However, Francis said this model ultimately created a divided industry.

"The provision for licensed brothels created a two-tier system within the sex industry with those working in the legal brothels generally having safer, healthier conditions. As the number of sex workers increased relative to the number of places available in legal brothels, competition for these legal places increased. This gave more power to the owners/operators of the legal brothels which to some extent offset the benefits of working legally.

The fact that sexual services could only be sold legally in these brothels and within a few limited street locations meant that the legal opportunities for independent operators, working alone or in partnership with other workers, were almost non-existent.
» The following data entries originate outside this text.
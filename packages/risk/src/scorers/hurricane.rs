//! Hurricane scorer.
//!
//! Pacific hurricanes almost never reach California; the score mostly
//! reflects tropical storm remnants along the southern coast.

use hazard_map_hazard_models::{BaseStatistics, Coordinate, RiskScore};

use super::{out_of_coverage, region_label};

/// Raw default when the region is unknown.
pub const OUT_OF_COVERAGE_RAW: f64 = 15.0;

/// Points west of this longitude get the coastal bonus.
pub const COASTAL_LONGITUDE: f64 = -117.0;

/// Raw points added for coastal locations.
pub const COASTAL_BONUS: f64 = 5.0;

const SOURCE: &str = "NOAA National Hurricane Center, FEMA NRI";
const DEFAULT_SOURCE: &str = "NOAA Historical Hurricane Tracks";

/// Scores hurricane exposure.
#[must_use]
pub fn score(
    region: Option<&str>,
    stats: Option<&BaseStatistics>,
    coordinate: Coordinate,
) -> RiskScore {
    let Some(stats) = stats else {
        return out_of_coverage(OUT_OF_COVERAGE_RAW, DEFAULT_SOURCE);
    };

    let bonus = if coordinate.longitude < COASTAL_LONGITUDE {
        COASTAL_BONUS
    } else {
        0.0
    };
    let raw = (f64::from(stats.hurricane) + bonus).min(100.0);

    let mut factors =
        vec!["Pacific Ocean water temperatures typically too cold for hurricanes".to_string()];
    if raw >= 30.0 {
        factors.push(format!(
            "{} occasionally experiences tropical storm remnants",
            region_label(region)
        ));
        factors.push("Southern coastal location has slightly elevated exposure".to_string());
    } else {
        factors.push("Direct hurricane impact extremely rare for California".to_string());
    }

    RiskScore::from_raw(raw, factors, SOURCE)
}

#[cfg(test)]
mod tests {
    use super::*;
    use hazard_map_hazard_models::RiskLevel;

    fn stats(hurricane: u8) -> BaseStatistics {
        BaseStatistics {
            wildfire: 0,
            flood: 0,
            earthquake: 0,
            hurricane,
        }
    }

    #[test]
    fn southern_coast_gets_remnant_factors() {
        let score = score(Some("San Diego"), Some(&stats(40)), Coordinate::new(-117.16, 32.72));
        assert!((score.score() - 4.5).abs() < f64::EPSILON);
        assert_eq!(score.level(), RiskLevel::Medium);
        assert_eq!(
            score.factors()[1],
            "San Diego County occasionally experiences tropical storm remnants"
        );
    }

    #[test]
    fn inland_has_no_bonus() {
        let score = score(Some("Imperial"), Some(&stats(25)), Coordinate::new(-115.5, 32.8));
        assert!((score.score() - 2.5).abs() < f64::EPSILON);
        assert_eq!(
            score.factors()[1],
            "Direct hurricane impact extremely rare for California"
        );
    }

    #[test]
    fn out_of_coverage_default() {
        let score = score(None, None, Coordinate::new(-130.0, 40.0));
        assert!((score.score() - 1.5).abs() < f64::EPSILON);
        assert_eq!(score.level(), RiskLevel::Low);
        assert_eq!(score.source(), "NOAA Historical Hurricane Tracks");
    }
}
//! Line-number gutter.
//!
//! Every refresh regenerates the whole panel: count the lines, write
//! `1..=N`.

use std::fmt::Write as _;

/// Read-only line-number panel contents.
#[derive(Debug, Clone, PartialEq, Eq)]
pub struct Gutter {
    text: String,
    lines: usize,
}

impl Gutter {
    pub fn new() -> Self {
        let mut gutter = Self {
            text: String::new(),
            lines: 0,
        };
        gutter.refresh(1);
        gutter
    }

    /// Rebuilds the panel for a document of `line_count` lines.
    pub fn refresh(&mut self, line_count: usize) {
        let line_count = line_count.max(1);
        self.text.clear();
        for n in 1..=line_count {
            // writing into a String cannot fail
            let _ = writeln!(self.text, "{n}");
        }
        self.lines = line_count;
    }

    /// One number per line, each followed by a newline.
    pub fn text(&self) -> &str {
        &self.text
    }

    pub fn line_count(&self) -> usize {
        self.lines
    }

    /// Width in characters of the widest number.
    pub fn digits(&self) -> usize {
        self.lines.to_string().len()
    }
}

impl Default for Gutter {
    fn default() -> Self {
        Self::new()
    }
}
//! Maps the core palette onto iced colors.
//!
//! The document and gutter take their colors straight from
//! [`jotter_core::Palette`]. The surrounding chrome (menu bar, status bar,
//! dialogs) is derived from the same palette so it follows the toggle.

use iced::widget::{button, container, text_editor, text_input};
use iced::{Background, Border, Color, Theme};
use jotter_core::{Palette, ThemeMode};

/// Converts a core color to an iced color.
pub fn to_iced(color: jotter_core::Color) -> Color {
    Color::from_rgba(color.r, color.g, color.b, color.a)
}

/// Resolved colors for one theme.
#[derive(Debug, Clone, Copy, PartialEq)]
pub struct Colors {
    pub text_background: Color,
    pub text_foreground: Color,
    pub gutter_background: Color,
    pub gutter_foreground: Color,
    pub caret: Color,
    pub selection: Color,
    pub hover: Color,
    pub border: Color,
    pub muted: Color,
}

impl From<Palette> for Colors {
    fn from(palette: Palette) -> Self {
        let text_foreground = to_iced(palette.text_foreground);
        let gutter_background = to_iced(palette.gutter_background);
        Self {
            text_background: to_iced(palette.text_background),
            text_foreground,
            gutter_background,
            gutter_foreground: to_iced(palette.gutter_foreground),
            caret: to_iced(palette.caret),
            selection: Color::from_rgba(0.25, 0.46, 0.85, 0.45),
            hover: mix(gutter_background, text_foreground, 0.12),
            border: mix(gutter_background, text_foreground, 0.25),
            muted: mix(gutter_background, text_foreground, 0.6),
        }
    }
}

impl Colors {
    pub fn for_mode(mode: ThemeMode) -> Self {
        Self::from(mode.palette())
    }
}

/// Linear blend from `a` towards `b`.
fn mix(a: Color, b: Color, amount: f32) -> Color {
    Color::from_rgb(
        a.r + (b.r - a.r) * amount,
        a.g + (b.g - a.g) * amount,
        a.b + (b.b - a.b) * amount,
    )
}

/// Built-in iced theme matching the mode, used for scrollbars and inputs.
pub fn iced_theme(mode: ThemeMode) -> Theme {
    if mode.is_dark() {
        Theme::Dark
    } else {
        Theme::Light
    }
}

pub fn document_style(colors: Colors) -> impl Fn(&Theme, text_editor::Status) -> text_editor::Style {
    move |_, _| text_editor::Style {
        background: Background::Color(colors.text_background),
        border: Border {
            width: 0.0,
            radius: 0.0.into(),
            color: Color::TRANSPARENT,
        },
        icon: colors.muted,
        placeholder: colors.muted,
        value: colors.text_foreground,
        selection: colors.selection,
    }
}

pub fn gutter_style(colors: Colors) -> impl Fn(&Theme) -> container::Style {
    move |_| container::Style {
        background: Some(Background::Color(colors.gutter_background)),
        text_color: Some(colors.gutter_foreground),
        ..Default::default()
    }
}

/// Menu bar, status bar and dropdown background.
pub fn bar_style(colors: Colors) -> impl Fn(&Theme) -> container::Style {
    move |_| container::Style {
        background: Some(Background::Color(colors.gutter_background)),
        text_color: Some(colors.text_foreground),
        border: Border {
            color: colors.border,
            width: 1.0,
            radius: 0.0.into(),
        },
        ..Default::default()
    }
}

pub fn panel_style(colors: Colors) -> impl Fn(&Theme) -> container::Style {
    move |_| container::Style {
        background: Some(Background::Color(colors.gutter_background)),
        text_color: Some(colors.text_foreground),
        border: Border {
            color: colors.border,
            width: 1.0,
            radius: 8.0.into(),
        },
        ..Default::default()
    }
}

pub fn menu_button_style(
    colors: Colors,
    active: bool,
) -> impl Fn(&Theme, button::Status) -> button::Style {
    move |_, status| {
        let bg = match status {
            _ if active => colors.hover,
            button::Status::Hovered => colors.hover,
            _ => Color::TRANSPARENT,
        };
        button::Style {
            background: Some(Background::Color(bg)),
            text_color: colors.text_foreground,
            border: Border {
                radius: 4.0.into(),
                ..Default::default()
            },
            ..Default::default()
        }
    }
}

pub fn dialog_button_style(
    colors: Colors,
    primary: bool,
) -> impl Fn(&Theme, button::Status) -> button::Style {
    const ACCENT: Color = Color::from_rgb(0.36, 0.54, 0.90);
    const ACCENT_HOVER: Color = Color::from_rgb(0.40, 0.58, 0.95);

    move |_, status| {
        let hovered = matches!(status, button::Status::Hovered);
        let (bg, fg) = match (primary, hovered) {
            (true, true) => (ACCENT_HOVER, Color::WHITE),
            (true, false) => (ACCENT, Color::WHITE),
            (false, true) => (colors.hover, colors.text_foreground),
            (false, false) => (colors.text_background, colors.text_foreground),
        };
        button::Style {
            background: Some(Background::Color(bg)),
            text_color: fg,
            border: Border {
                color: if primary { Color::TRANSPARENT } else { colors.border },
                width: if primary { 0.0 } else { 1.0 },
                radius: 4.0.into(),
            },
            ..Default::default()
        }
    }
}

pub fn input_style(colors: Colors) -> impl Fn(&Theme, text_input::Status) -> text_input::Style {
    move |_, status| text_input::Style {
        background: Background::Color(colors.text_background),
        border: Border {
            color: match status {
                text_input::Status::Focused => colors.caret,
                _ => colors.border,
            },
            width: 1.0,
            radius: 4.0.into(),
        },
        icon: colors.muted,
        placeholder: colors.muted,
        value: colors.text_foreground,
        selection: colors.selection,
    }
}
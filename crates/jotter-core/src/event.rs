//! Notifications from the editor core to whoever is watching it.
//!
//! Events go out over a `tokio::sync::broadcast` channel. `send` never
//! blocks and needs no runtime. A receiver that falls behind sees
//! `Lagged` and has to resync from the document.

use crate::theme::ThemeMode;
use std::path::PathBuf;
use tokio::sync::broadcast;

/// How many events a slow receiver may fall behind.
const CAPACITY: usize = 256;

#[derive(Debug, Clone, PartialEq)]
pub enum EditorEvent {
    /// A file was loaded into the document
    DocumentOpened(PathBuf),
    /// The document was written to this path
    DocumentSaved(PathBuf),
    /// The document was replaced by an empty Untitled one
    DocumentCleared,
    DocumentChanged,
    CursorMoved,
    ThemeChanged(ThemeMode),
    Quit,
}

/// Sending half of the editor's event channel.
#[derive(Clone)]
pub struct EventBus {
    sender: broadcast::Sender<EditorEvent>,
}

impl EventBus {
    pub fn new() -> Self {
        Self {
            sender: broadcast::channel(CAPACITY).0,
        }
    }

    pub fn emit(&self, event: EditorEvent) {
        // Err only means nobody is subscribed
        if self.sender.send(event).is_err() {
            tracing::trace!("Editor event dropped, no subscribers");
        }
    }

    /// Receives every event emitted after this call.
    pub fn subscribe(&self) -> broadcast::Receiver<EditorEvent> {
        self.sender.subscribe()
    }
}

impl Default for EventBus {
    fn default() -> Self {
        Self::new()
    }
}

#[cfg(test)]
mod tests {
    use super::*;
    use tokio::sync::broadcast::error::TryRecvError;

    #[tokio::test]
    async fn test_subscriber_receives_in_order() {
        let bus = EventBus::new();
        let mut rx = bus.subscribe();

        bus.emit(EditorEvent::DocumentCleared);
        bus.emit(EditorEvent::ThemeChanged(ThemeMode::Dark));

        assert_eq!(rx.recv().await.unwrap(), EditorEvent::DocumentCleared);
        assert_eq!(
            rx.recv().await.unwrap(),
            EditorEvent::ThemeChanged(ThemeMode::Dark)
        );
    }

    #[test]
    fn test_clones_share_one_channel() {
        let bus = EventBus::new();
        let mut rx = bus.subscribe();

        bus.clone().emit(EditorEvent::Quit);
        assert_eq!(rx.try_recv(), Ok(EditorEvent::Quit));
    }

    #[test]
    fn test_late_subscriber_misses_earlier_events() {
        let bus = EventBus::new();
        bus.emit(EditorEvent::DocumentChanged);

        let mut rx = bus.subscribe();
        assert_eq!(rx.try_recv(), Err(TryRecvError::Empty));
    }

    #[test]
    fn test_slow_receiver_is_told_it_lagged() {
        let bus = EventBus::new();
        let mut rx = bus.subscribe();
        for _ in 0..CAPACITY + 3 {
            bus.emit(EditorEvent::CursorMoved);
        }
        assert_eq!(rx.try_recv(), Err(TryRecvError::Lagged(3)));
    }
}
//! # Jotter Core
//!
//! Editor logic with no knowledge of any windowing toolkit.
//!
//! ## Architecture Overview
//!
//! ```text
//! ┌──────────────────────────────────────────────────────────┐
//! │                         Editor                           │
//! │  ┌──────────┐ ┌────────┐ ┌───────────┐ ┌──────────────┐  │
//! │  │ Document │ │ Gutter │ │ StatusBar │ │  ThemeMode   │  │
//! │  └──────────┘ └────────┘ └───────────┘ └──────────────┘  │
//! └──────────────────────────────────────────────────────────┘
//!        ▲                                       │
//!        │ Command                               │ Prompter / Clipboard
//! ┌──────┴───────────┐                   ┌───────▼─────────┐
//! │ CommandRegistry  │◄──── Keymap ◄──── │   UI front end  │
//! └──────────────────┘                   └─────────────────┘
//! ```
//!
//! The front end translates toolkit input into [`Command`]s, and supplies
//! the [`Prompter`] (dialogs) and [`Clipboard`] seams. Everything else lives
//! in [`Editor`], one owned value passed explicitly to every handler.

pub mod clipboard;
pub mod command;
pub mod config;
pub mod document;
pub mod editor;
pub mod event;
pub mod gutter;
pub mod keymap;
pub mod prompt;
pub mod status;
pub mod theme;

pub use clipboard::{Clipboard, LocalClipboard};
pub use command::{Command, CommandContext, CommandRegistry, Outcome};
pub use config::Config;
pub use document::Document;
pub use editor::{Editor, UiEvent};
pub use event::{EditorEvent, EventBus};
pub use gutter::Gutter;
pub use keymap::{Key, KeyPress, Keymap, Modifiers};
pub use prompt::{DiscardChoice, FileFilter, Prompter};
pub use status::{CursorStatus, StatusBar};
pub use theme::{Color, Palette, ThemeMode};

use std::path::PathBuf;

/// Result type for core operations
pub type CoreResult<T> = Result<T, CoreError>;

/// Errors that can occur in core operations
#[derive(Debug, thiserror::Error)]
pub enum CoreError {
    #[error("Cannot read {}: {source}", path.display())]
    Read {
        path: PathBuf,
        source: std::io::Error,
    },

    #[error("Cannot write {}: {source}", path.display())]
    Write {
        path: PathBuf,
        source: std::io::Error,
    },

    #[error("Buffer error: {0}")]
    Buffer(#[from] jotter_buffer::BufferError),

    #[error("Config error: {0}")]
    Config(#[from] config::ConfigError),

    #[error("Unknown command: {0}")]
    UnknownCommand(String),

    #[error("Clipboard error: {0}")]
    Clipboard(String),
}
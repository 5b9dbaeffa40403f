use iced::widget::text_editor;
use iced::{event, keyboard, mouse, window, Event, Subscription, Task};
use jotter_core::{Command, CommandRegistry, Config, Editor, EditorEvent, UiEvent};
use std::path::PathBuf;
use tokio::sync::broadcast;

use crate::dialogs::{NativePrompter, SystemClipboard};
use crate::theme;

pub mod messages;
pub mod update;
pub mod view;

pub use messages::*;

/// Start-up options from the command line.
#[derive(Debug, Clone, Default)]
pub struct Flags {
    /// File to open before the first frame
    pub file: Option<PathBuf>,
}

/// Terms typed into the Find & Replace panel.
#[derive(Debug, Clone, Default)]
pub struct FindPanel {
    pub find: String,
    pub replacement: String,
}

pub struct App {
    pub editor: Editor,
    pub registry: CommandRegistry,
    pub prompter: NativePrompter,
    pub clipboard: SystemClipboard,
    /// Widget copy of the document text
    pub content: text_editor::Content,
    /// Document revision `content` was last built from or synced to
    pub synced_revision: u64,
    pub events: broadcast::Receiver<EditorEvent>,
    pub active_menu: Option<TopMenu>,
    pub find_panel: Option<FindPanel>,
    /// A command message is showing in the status bar
    pub status_pinned: bool,
}

impl App {
    pub fn new(flags: Flags, config: Config) -> (Self, Task<Message>) {
        let prompter = NativePrompter::new(config.window.app_name.clone());
        let editor = Editor::with_config(config);
        let events = editor.subscribe();

        let mut app = Self {
            editor,
            registry: CommandRegistry::new(),
            prompter,
            clipboard: SystemClipboard::new(),
            content: text_editor::Content::new(),
            synced_revision: 0,
            events,
            active_menu: None,
            find_panel: None,
            status_pinned: false,
        };
        app.rebuild_content();

        let task = match flags.file {
            Some(path) => {
                let task = app.run_command(Command::OpenFile { path: Some(path) });
                app.sync_view();
                task
            }
            None => Task::none(),
        };

        (app, task)
    }

    pub fn title(&self) -> String {
        self.editor.title()
    }

    pub fn theme(&self) -> iced::Theme {
        theme::iced_theme(self.editor.theme())
    }

    pub fn subscription(&self) -> Subscription<Message> {
        event::listen_with(|event, status, _window| match event {
            Event::Keyboard(keyboard::Event::KeyPressed { key, modifiers, .. }) => {
                match status {
                    // the text editor already acted on it (typing, clipboard keys)
                    event::Status::Captured => Some(Message::Input(UiEvent::KeyPress)),
                    event::Status::Ignored => Some(Message::KeyPressed(key, modifiers)),
                }
            }
            Event::Keyboard(keyboard::Event::KeyReleased { .. }) => {
                Some(Message::Input(UiEvent::KeyRelease))
            }
            Event::Mouse(mouse::Event::WheelScrolled { .. }) => Some(Message::Input(UiEvent::Scroll)),
            Event::Mouse(mouse::Event::ButtonPressed(mouse::Button::Left)) => {
                Some(Message::Input(UiEvent::Click))
            }
            Event::Window(window::Event::CloseRequested) => Some(Message::CloseRequested),
            _ => None,
        })
    }
}

pub fn run(flags: Flags, config: Config) -> anyhow::Result<()> {
    let size = iced::Size::new(config.window.width, config.window.height);

    iced::application(App::title, App::update, App::view)
        .subscription(App::subscription)
        .theme(App::theme)
        .window(window::Settings {
            size,
            exit_on_close_request: false,
            ..Default::default()
        })
        .antialiasing(true)
        .run_with(move || App::new(flags, config))?;

    Ok(())
}
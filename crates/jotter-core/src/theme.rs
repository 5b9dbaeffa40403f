//! Light/dark palettes.
//!
//! A theme is only a choice between two fixed palettes. The mode is never
//! persisted; every session starts light.

use serde::{Deserialize, Serialize};

/// RGBA color with components in `0.0..=1.0`.
#[derive(Debug, Clone, Copy, PartialEq, Serialize, Deserialize)]
pub struct Color {
    pub r: f32,
    pub g: f32,
    pub b: f32,
    pub a: f32,
}

impl Color {
    pub const fn rgb(r: f32, g: f32, b: f32) -> Self {
        Self { r, g, b, a: 1.0 }
    }

    /// Builds an opaque color from a `0xRRGGBB` literal.
    pub const fn from_hex(hex: u32) -> Self {
        Self::rgb(
            ((hex >> 16) & 0xff) as f32 / 255.0,
            ((hex >> 8) & 0xff) as f32 / 255.0,
            (hex & 0xff) as f32 / 255.0,
        )
    }

    /// Formats as `#rrggbb`, ignoring alpha.
    pub fn to_hex(&self) -> String {
        let channel = |v: f32| (v.clamp(0.0, 1.0) * 255.0).round() as u8;
        format!(
            "#{:02x}{:02x}{:02x}",
            channel(self.r),
            channel(self.g),
            channel(self.b)
        )
    }
}

/// Which palette is active.
#[derive(Debug, Clone, Copy, PartialEq, Eq, Default, Serialize, Deserialize)]
#[serde(rename_all = "lowercase")]
pub enum ThemeMode {
    #[default]
    Light,
    Dark,
}

impl ThemeMode {
    /// The other mode.
    pub fn toggled(self) -> Self {
        match self {
            ThemeMode::Light => ThemeMode::Dark,
            ThemeMode::Dark => ThemeMode::Light,
        }
    }

    pub fn is_dark(self) -> bool {
        self == ThemeMode::Dark
    }

    /// Colors applied to the text area and the gutter.
    pub fn palette(self) -> Palette {
        match self {
            ThemeMode::Light => Palette::LIGHT,
            ThemeMode::Dark => Palette::DARK,
        }
    }
}

impl std::fmt::Display for ThemeMode {
    fn fmt(&self, f: &mut std::fmt::Formatter<'_>) -> std::fmt::Result {
        match self {
            ThemeMode::Light => write!(f, "light"),
            ThemeMode::Dark => write!(f, "dark"),
        }
    }
}

/// Colors for the text area and the gutter.
#[derive(Debug, Clone, Copy, PartialEq)]
pub struct Palette {
    pub text_background: Color,
    pub text_foreground: Color,
    pub gutter_background: Color,
    /// Same as the text foreground in both modes
    pub gutter_foreground: Color,
    /// Same as the text foreground in both modes
    pub caret: Color,
}

impl Palette {
    pub const LIGHT: Palette = Palette {
        text_background: Color::from_hex(0xffffff),
        text_foreground: Color::from_hex(0x000000),
        gutter_background: Color::from_hex(0xd3d3d3),
        gutter_foreground: Color::from_hex(0x000000),
        caret: Color::from_hex(0x000000),
    };

    pub const DARK: Palette = Palette {
        text_background: Color::from_hex(0x2e2e2e),
        text_foreground: Color::from_hex(0xdcdcdc),
        gutter_background: Color::from_hex(0x333333),
        gutter_foreground: Color::from_hex(0xdcdcdc),
        caret: Color::from_hex(0xdcdcdc),
    };
}
use iced::widget::{button, column, container, row, text, text_input, Space};
use iced::{Element, Length, Padding};

use crate::app::update::find_input_id;
use crate::app::{App, Message};
use crate::theme;

impl App {
    pub fn view_find_replace_modal(&self) -> Element<'_, Message> {
        let Some(panel) = self.find_panel.as_ref() else {
            return Space::new(0, 0).into();
        };
        let colors = self.colors();

        let modal_content = column![
            text("Find & Replace").size(16).color(colors.text_foreground),
            Space::with_height(12),
            text("Find what:").size(12).color(colors.muted),
            Space::with_height(4),
            text_input("Search term...", &panel.find)
                .id(find_input_id())
                .on_input(Message::FindInputChanged)
                .on_submit(Message::FindConfirm)
                .padding(Padding::from([8, 12]))
                .size(13)
                .style(theme::input_style(colors)),
            Space::with_height(8),
            text("Replace with:").size(12).color(colors.muted),
            Space::with_height(4),
            text_input("Leave empty to delete matches", &panel.replacement)
                .on_input(Message::ReplaceInputChanged)
                .on_submit(Message::FindConfirm)
                .padding(Padding::from([8, 12]))
                .size(13)
                .style(theme::input_style(colors)),
            Space::with_height(16),
            row![
                button(text("Cancel").size(13))
                    .padding(Padding::from([8, 20]))
                    .style(theme::dialog_button_style(colors, false))
                    .on_press(Message::FindCancel),
                Space::with_width(12),
                button(text("Replace All").size(13))
                    .padding(Padding::from([8, 20]))
                    .style(theme::dialog_button_style(colors, true))
                    .on_press_maybe((!panel.find.is_empty()).then_some(Message::FindConfirm)),
            ]
            .align_y(iced::Alignment::Center),
        ]
        .padding(24)
        .width(Length::Fixed(380.0));

        container(container(modal_content).style(theme::panel_style(colors)))
            .width(Length::Fill)
            .height(Length::Fill)
            .center_x(Length::Fill)
            .center_y(Length::Fill)
            .into()
    }
}
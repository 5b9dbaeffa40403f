//! Benchmarks for the paths a keystroke or menu command goes through.
//!
//! Run with: cargo bench

use criterion::{BatchSize, BenchmarkId, Criterion, black_box, criterion_group, criterion_main};
use jotter_buffer::{DEFAULT_HISTORY_LIMIT, Position, TextBuffer};
use jotter_core::Gutter;

/// A notes file of `lines` lines.
fn notes(lines: usize) -> String {
    (0..lines)
        .map(|i| format!("{i:>6} | meeting notes, todo items and a sample sentence\n"))
        .collect()
}

/// Loading a file into a fresh buffer.
fn bench_open(c: &mut Criterion) {
    let mut group = c.benchmark_group("open");

    for lines in [1_000, 10_000, 100_000] {
        let text = notes(lines);
        group.bench_with_input(BenchmarkId::from_parameter(lines), &text, |b, text| {
            b.iter(|| TextBuffer::from_text(black_box(text), DEFAULT_HISTORY_LIMIT))
        });
    }

    group.finish();
}

/// The widget hands back its whole text after each keystroke.
fn bench_typing(c: &mut Criterion) {
    let mut group = c.benchmark_group("typing");

    let text = notes(10_000);
    let mid = text.len() / 2;
    let mut typed = text.clone();
    typed.insert(mid, 'x');
    let mut erased = text.clone();
    erased.remove(mid);

    for (name, target) in [("insert_char", &typed), ("backspace", &erased)] {
        group.bench_function(name, |b| {
            b.iter_batched(
                || TextBuffer::from(text.as_str()),
                |mut buffer| buffer.sync_to(black_box(target)),
                BatchSize::LargeInput,
            )
        });
    }

    group.finish();
}

/// Replace All, and taking it back.
fn bench_replace_all(c: &mut Criterion) {
    let mut group = c.benchmark_group("replace_all");

    let text = notes(10_000);

    for (name, pattern) in [("every_line", "sample"), ("no_match", "absent")] {
        group.bench_function(name, |b| {
            b.iter_batched(
                || TextBuffer::from(text.as_str()),
                |mut buffer| buffer.replace_all(black_box(pattern), "example"),
                BatchSize::LargeInput,
            )
        });
    }

    group.bench_function("undo", |b| {
        b.iter_batched(
            || {
                let mut buffer = TextBuffer::from(text.as_str());
                buffer.replace_all("sample", "example");
                buffer
            },
            |mut buffer| buffer.undo(),
            BatchSize::LargeInput,
        )
    });

    group.finish();
}

/// Caret mapping and gutter regeneration done for every status refresh.
fn bench_refresh(c: &mut Criterion) {
    let mut group = c.benchmark_group("refresh");

    let buffer = TextBuffer::from(notes(100_000).as_str());
    let caret = Position::new(50_000, 12);

    group.bench_function("caret_to_index", |b| {
        b.iter(|| buffer.position_to_char_idx(black_box(caret)))
    });

    group.bench_function("index_to_caret", |b| {
        let idx = buffer.len_chars() / 2;
        b.iter(|| buffer.char_idx_to_position(black_box(idx)))
    });

    group.bench_function("gutter", |b| {
        let mut gutter = Gutter::new();
        b.iter(|| gutter.refresh(black_box(buffer.len_lines())))
    });

    group.finish();
}

criterion_group!(benches, bench_open, bench_typing, bench_replace_all, bench_refresh);
criterion_main!(benches);
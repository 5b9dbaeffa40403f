pub mod dialogs;
pub mod editor;
pub mod menu;

use iced::widget::{column, container, mouse_area, stack, Space};
use iced::{Background, Color, Element, Length};

use crate::app::{App, Message};
use crate::theme::Colors;

impl App {
    pub fn colors(&self) -> Colors {
        Colors::for_mode(self.editor.theme())
    }

    pub fn view(&self) -> Element<'_, Message> {
        let colors = self.colors();

        let main_view: Element<'_, Message> = container(column![
            self.view_menu_bar(),
            self.view_document(),
            self.view_status_bar(),
        ])
        .width(Length::Fill)
        .height(Length::Fill)
        .style(move |_| container::Style {
            background: Some(Background::Color(colors.text_background)),
            ..Default::default()
        })
        .into();

        if self.find_panel.is_some() {
            stack![
                main_view,
                mouse_area(
                    container(Space::new(Length::Fill, Length::Fill))
                        .width(Length::Fill)
                        .height(Length::Fill)
                        .style(|_| container::Style {
                            background: Some(Background::Color(Color::from_rgba(0.0, 0.0, 0.0, 0.5))),
                            ..Default::default()
                        })
                )
                .on_press(Message::FindCancel),
                self.view_find_replace_modal(),
            ]
            .into()
        } else if self.active_menu.is_some() {
            stack![
                mouse_area(
                    container(Space::new(Length::Fill, Length::Fill))
                        .width(Length::Fill)
                        .height(Length::Fill)
                )
                .on_press(Message::CloseTopMenu),
                main_view,
                self.view_menu_dropdown(),
            ]
            .into()
        } else {
            main_view
        }
    }
}
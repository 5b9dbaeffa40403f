//! # Jotter UI
//!
//! Desktop front end built on iced.
//!
//! ## Architecture
//!
//! The UI follows the Elm architecture (TEA):
//! - **Model**: [`App`], which owns the core `Editor`
//! - **Message**: menu clicks, shortcuts and widget actions
//! - **Update**: turns messages into core `Command`s
//! - **View**: paints the document, gutter and status bar from core state
//!
//! The iced `text_editor` keeps its own copy of the text. Every widget edit
//! is pushed into the core document, and every core-side change (open, new,
//! replace, undo) rebuilds the widget content.

pub mod app;
pub mod dialogs;
pub mod theme;

pub use app::{run, App, Flags};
In other words, to sell sexual services legally, workers had to become employees."

Decades later, Gender Equality Victoria, in its submission to the 2020 Review into Decriminalisation of Sex Work, highlighted these as enduring consequences of partial reform:

“...some people are employed legally through licensed brothels and escort agencies, with access to workers’ rights and protections, while others – such as people in unregistered brothels or working on the street – have no workplace protections forcing them to work in physically dangerous circumstances, risking criminal convictions and a cycle of violence, poverty and further crime.”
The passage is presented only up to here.